### What you will do
Output all entries verbatim.

Stored data:

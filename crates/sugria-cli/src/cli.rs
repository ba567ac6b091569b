//! Command handlers: run one parsed command against the portal and render
//! the result.

use std::{collections::BTreeMap, path::Path};

use anyhow::{bail, Context, Result};
use log::debug;
use serde_json::Value;
use sugria_core::{
    display::{
        ApplicationTable, DeleteResult, Drafts, MemberTable, OperationStatus, RecordReview,
        SubmitResult,
    },
    models::{Collection, FormKind},
    params::{FetchDocument, FillSection},
    Portal,
};

use crate::{
    args::{AdminCommands, FillArgs, FormCommands, RecordCommands},
    renderer::TerminalRenderer,
};

pub struct Cli {
    portal: Portal,
    renderer: TerminalRenderer,
}

/// Answers file contents as raw text per field. Numbers and booleans are
/// accepted and turned into their text form.
fn read_answers(path: &Path) -> Result<BTreeMap<String, String>> {
    let text = std::fs::read_to_string(path)
        .with_context(|| format!("Failed to read answers file {}", path.display()))?;
    let value: Value = serde_json::from_str(&text)
        .with_context(|| format!("Answers file {} is not valid JSON", path.display()))?;
    let Value::Object(map) = value else {
        bail!("Answers file must contain a JSON object of field answers");
    };

    map.into_iter()
        .map(|(field, value)| {
            let text = match value {
                Value::String(s) => s,
                Value::Null => String::new(),
                Value::Bool(b) => b.to_string(),
                Value::Number(n) => n.to_string(),
                other => bail!("Answer for '{field}' must be text, a number or a boolean, got {other}"),
            };
            Ok((field, text))
        })
        .collect()
}

impl Cli {
    pub fn new(portal: Portal, renderer: TerminalRenderer) -> Self {
        Self { portal, renderer }
    }

    fn status(&self, message: impl Into<String>) -> Result<()> {
        self.renderer
            .render(&OperationStatus::success(message).to_string())
    }

    pub async fn list_drafts(&self) -> Result<()> {
        let drafts = self.portal.list_forms().await?;
        self.renderer.render(&Drafts(drafts).to_string())
    }

    pub async fn handle_form_command(&self, kind: FormKind, command: FormCommands) -> Result<()> {
        debug!("Running {kind} form command");
        let view = match command {
            FormCommands::Start(args) => self.portal.start_form(&args.into_params(kind)).await?,
            FormCommands::Show => self.portal.show_form(kind).await?,
            FormCommands::Review => {
                let wizard = self.portal.load_form(kind).await?;
                return self.renderer.render(&RecordReview(&wizard).to_string());
            }
            FormCommands::Set(args) => self.portal.set_field(&args.into_params(kind)).await?,
            FormCommands::Attach(args) => {
                self.portal.attach_file(&args.into_params(kind)).await?
            }
            FormCommands::Detach(args) => {
                self.portal.detach_file(&args.into_params(kind)).await?
            }
            FormCommands::Fill(FillArgs { section, file }) => {
                let values = read_answers(&file)?;
                self.portal
                    .fill_section(&FillSection {
                        kind,
                        section,
                        values,
                    })
                    .await?
            }
            FormCommands::Next => self.portal.next_step(kind).await?,
            FormCommands::Back => self.portal.prev_step(kind).await?,
            FormCommands::Submit => {
                let outcome = self.portal.submit_form(kind).await?;
                return self.renderer.render(&SubmitResult(outcome).to_string());
            }
            FormCommands::Reset => self.portal.reset_form(kind).await?,
            FormCommands::Discard => {
                return if self.portal.discard_form(kind).await? {
                    self.status(format!("Discarded the {kind} form in progress"))
                } else {
                    self.status(format!("No {kind} form in progress"))
                };
            }
        };
        self.renderer.render(&view.to_string())
    }

    pub async fn handle_admin_command(&self, command: AdminCommands) -> Result<()> {
        match command {
            AdminCommands::Login(args) => {
                let session = self.portal.login(&args.into()).await?;
                self.renderer.render(&session.to_string())
            }
            AdminCommands::Logout => match self.portal.logout().await? {
                Some(session) => self.status(format!("Signed out {}", session.email)),
                None => self.status("Not signed in"),
            },
            AdminCommands::Whoami => match self.portal.session().await?.current() {
                Some(session) => self.renderer.render(&session.to_string()),
                None => self.renderer.render("Not signed in.\n"),
            },
            AdminCommands::Stats => {
                let stats = self.portal.dashboard().await?;
                self.renderer.render(&stats.to_string())
            }
            AdminCommands::Members { command } => {
                self.handle_records(Collection::Members, command).await
            }
            AdminCommands::Applications { command } => {
                self.handle_records(Collection::Applications, command).await
            }
            AdminCommands::Document(args) => {
                if args.download {
                    let params = FetchDocument::from(args);
                    let path = self.portal.download_document(&params).await?;
                    self.status(format!("Saved {}", path.display()))
                } else {
                    let url = self
                        .portal
                        .document_url(&args.id, args.document.into())
                        .await?;
                    self.renderer.render(&format!("{url}\n"))
                }
            }
        }
    }

    async fn handle_records(&self, collection: Collection, command: RecordCommands) -> Result<()> {
        match (collection, command) {
            (Collection::Members, RecordCommands::List(args)) => {
                let page = self
                    .portal
                    .list_members(&args.into_params(collection))
                    .await?;
                self.renderer.render(&MemberTable(page).to_string())
            }
            (Collection::Applications, RecordCommands::List(args)) => {
                let page = self
                    .portal
                    .list_applications(&args.into_params(collection))
                    .await?;
                self.renderer.render(&ApplicationTable(page).to_string())
            }
            (Collection::Members, RecordCommands::Show { id }) => {
                let member = self.portal.show_member(&id).await?;
                self.renderer.render(&member.to_string())
            }
            (Collection::Applications, RecordCommands::Show { id }) => {
                let application = self.portal.show_application(&id).await?;
                self.renderer.render(&application.to_string())
            }
            (_, RecordCommands::Delete(args)) => {
                let deleted = self
                    .portal
                    .delete_record(&args.into_params(collection))
                    .await?;
                self.renderer.render(&DeleteResult(deleted).to_string())
            }
        }
    }
}

#[cfg(test)]
mod tests {
    use super::*;

    #[test]
    fn test_read_answers_accepts_scalars() {
        let temp_dir = tempfile::TempDir::new().expect("Failed to create temp dir");
        let path = temp_dir.path().join("farm.json");
        std::fs::write(
            &path,
            r#"{"location": "Jos", "size": 2.5, "irrigated": true, "notes": null}"#,
        )
        .expect("Failed to write answers");

        let answers = read_answers(&path).expect("Failed to read answers");
        assert_eq!(answers["location"], "Jos");
        assert_eq!(answers["size"], "2.5");
        assert_eq!(answers["irrigated"], "true");
        assert_eq!(answers["notes"], "");
    }

    #[test]
    fn test_read_answers_rejects_nested_values() {
        let temp_dir = tempfile::TempDir::new().expect("Failed to create temp dir");
        let path = temp_dir.path().join("bad.json");
        std::fs::write(&path, r#"{"personal": {"email": "a@b.co"}}"#)
            .expect("Failed to write answers");
        assert!(read_answers(&path).is_err());

        std::fs::write(&path, r#"["not", "an", "object"]"#).expect("Failed to write answers");
        assert!(read_answers(&path).is_err());
    }
}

### Result of this task
filename crates/sugria-cli/src/cli.rs
repository ba567ac6b091569b
//! Command handlers: run one parsed command against the portal and render
//! the result.

use std::{collections::BTreeMap, path::Path};

use anyhow::{bail, Context, Result};
use log::debug;
use serde_json::Value;
use sugria_core::{
    display::{
        ApplicationTable, DeleteResult, Drafts, MemberTable, OperationStatus, RecordReview,
        SubmitResult,
    },
    models::{Collection, FormKind},
    params::{FetchDocument, FillSection},
    Portal,
};

use crate::{
    args::{AdminCommands, FillArgs, FormCommands, RecordCommands},
    renderer::TerminalRenderer,
};

pub struct Cli {
    portal: Portal,
    renderer: TerminalRenderer,
}

/// Answers file contents as raw text per field. Numbers and booleans are
/// accepted and turned into their text form.
fn read_answers(path: &Path) -> Result<BTreeMap<String, String>> {
    let text = std::fs::read_to_string(path)
        .with_context(|| format!("Failed to read answers file {}", path.display()))?;
    let value: Value = serde_json::from_str(&text)
        .with_context(|| format!("Answers file {} is not valid JSON", path.display()))?;
    let Value::Object(map) = value else {
        bail!("Answers file must contain a JSON object of field answers");
    };

    map.into_iter()
        .map(|(field, value)| {
            let text = match value {
                Value::String(s) => s,
                Value::Null => String::new(),
                Value::Bool(b) => b.to_string(),
                Value::Number(n) => n.to_string(),
                other => bail!("Answer for '{field}' must be text, a number or a boolean, got {other}"),
            };
            Ok((field, text))
        })
        .collect()
}

impl Cli {
    pub fn new(portal: Portal, renderer: TerminalRenderer) -> Self {
        Self { portal, renderer }
    }

    fn status(&self, message: impl Into<String>) -> Result<()> {
        self.renderer
            .render(&OperationStatus::success(message).to_string())
    }

    pub async fn list_drafts(&self) -> Result<()> {
        let drafts = self.portal.list_forms().await?;
        self.renderer.render(&Drafts(drafts).to_string())
    }

    pub async fn handle_form_command(&self, kind: FormKind, command: FormCommands) -> Result<()> {
        debug!("Running {kind} form command");
        let view = match command {
            FormCommands::Start(args) => self.portal.start_form(&args.into_params(kind)).await?,
            FormCommands::Show => self.portal.show_form(kind).await?,
            FormCommands::Review => {
                let wizard = self.portal.load_form(kind).await?;
                return self.renderer.render(&RecordReview(&wizard).to_string());
            }
            FormCommands::Set(args) => self.portal.set_field(&args.into_params(kind)).await?,
            FormCommands::Attach(args) => {
                self.portal.attach_file(&args.into_params(kind)).await?
            }
            FormCommands::Detach(args) => {
                self.portal.detach_file(&args.into_params(kind)).await?
            }
            FormCommands::Fill(FillArgs { section, file }) => {
                let values = read_answers(&file)?;
                self.portal
                    .fill_section(&FillSection {
                        kind,
                        section,
                        values,
                    })
                    .await?
            }
            FormCommands::Next => self.portal.next_step(kind).await?,
            FormCommands::Back => self.portal.prev_step(kind).await?,
            FormCommands::Submit => {
                let outcome = self.portal.submit_form(kind).await?;
                return self.renderer.render(&SubmitResult(outcome).to_string());
            }
            FormCommands::Reset => self.portal.reset_form(kind).await?,
            FormCommands::Discard => {
                return if self.portal.discard_form(kind).await? {
                    self.status(format!("Discarded the {kind} form in progress"))
                } else {
                    self.status(format!("No {kind} form in progress"))
                };
            }
        };
        self.renderer.render(&view.to_string())
    }

    pub async fn handle_admin_command(&self, command: AdminCommands) -> Result<()> {
        match command {
            AdminCommands::Login(args) => {
                let session = self.portal.login(&args.into()).await?;
                self.renderer.render(&session.to_string())
            }
            AdminCommands::Logout => match self.portal.logout().await? {
                Some(session) => self.status(format!("Signed out {}", session.email)),
                None => self.status("Not signed in"),
            },
            AdminCommands::Whoami => match self.portal.session().await?.current() {
                Some(session) => self.renderer.render(&session.to_string()),
                None => self.renderer.render("Not signed in.\n"),
            },
            AdminCommands::Stats => {
                let stats = self.portal.dashboard().await?;
                self.renderer.render(&stats.to_string())
            }
            AdminCommands::Members { command } => {
                self.handle_records(Collection::Members, command).await
            }
            AdminCommands::Applications { command } => {
                self.handle_records(Collection::Applications, command).await
            }
            AdminCommands::Document(args) => {
                if args.download {
                    let params = FetchDocument::from(args);
                    let path = self.portal.download_document(&params).await?;
                    self.status(format!("Saved {}", path.display()))
                } else {
                    let url = self
                        .portal
                        .document_url(&args.id, args.document.into())
                        .await?;
                    self.renderer.render(&format!("{url}\n"))
                }
            }
        }
    }

    async fn handle_records(&self, collection: Collection, command: RecordCommands) -> Result<()> {
        match (collection, command) {
            (Collection::Members, RecordCommands::List(args)) => {
                let page = self
                    .portal
                    .list_members(&args.into_params(collection))
                    .await?;
                self.renderer.render(&MemberTable(page).to_string())
            }
            (Collection::Applications, RecordCommands::List(args)) => {
                let page = self
                    .portal
                    .list_applications(&args.into_params(collection))
                    .await?;
                self.renderer.render(&ApplicationTable(page).to_string())
            }
            (Collection::Members, RecordCommands::Show { id }) => {
                let member = self.portal.show_member(&id).await?;
                self.renderer.render(&member.to_string())
            }
            (Collection::Applications, RecordCommands::Show { id }) => {
                let application = self.portal.show_application(&id).await?;
                self.renderer.render(&application.to_string())
            }
            (_, RecordCommands::Delete(args)) => {
                let deleted = self
                    .portal
                    .delete_record(&args.into_params(collection))
                    .await?;
                self.renderer.render(&DeleteResult(deleted).to_string())
            }
        }
    }
}

#[cfg(test)]
mod tests {
    use super::*;

    #[test]
    fn test_read_answers_accepts_scalars() {
        let temp_dir = tempfile::TempDir::new().expect("Failed to create temp dir");
        let path = temp_dir.path().join("farm.json");
        std::fs::write(
            &path,
            r#"{"location": "Jos", "size": 2.5, "irrigated": true, "notes": null}"#,
        )
        .expect("Failed to write answers");

        let answers = read_answers(&path).expect("Failed to read answers");
        assert_eq!(answers["location"], "Jos");
        assert_eq!(answers["size"], "2.5");
        assert_eq!(answers["irrigated"], "true");
        assert_eq!(answers["notes"], "");
    }

    #[test]
    fn test_read_answers_rejects_nested_values() {
        let temp_dir = tempfile::TempDir::new().expect("Failed to create temp dir");
        let path = temp_dir.path().join("bad.json");
        std::fs::write(&path, r#"{"personal": {"email": "a@b.co"}}"#)
            .expect("Failed to write answers");
        assert!(read_answers(&path).is_err());

        std::fs::write(&path, r#"["not", "an", "object"]"#).expect("Failed to write answers");
        assert!(read_answers(&path).is_err());
    }
}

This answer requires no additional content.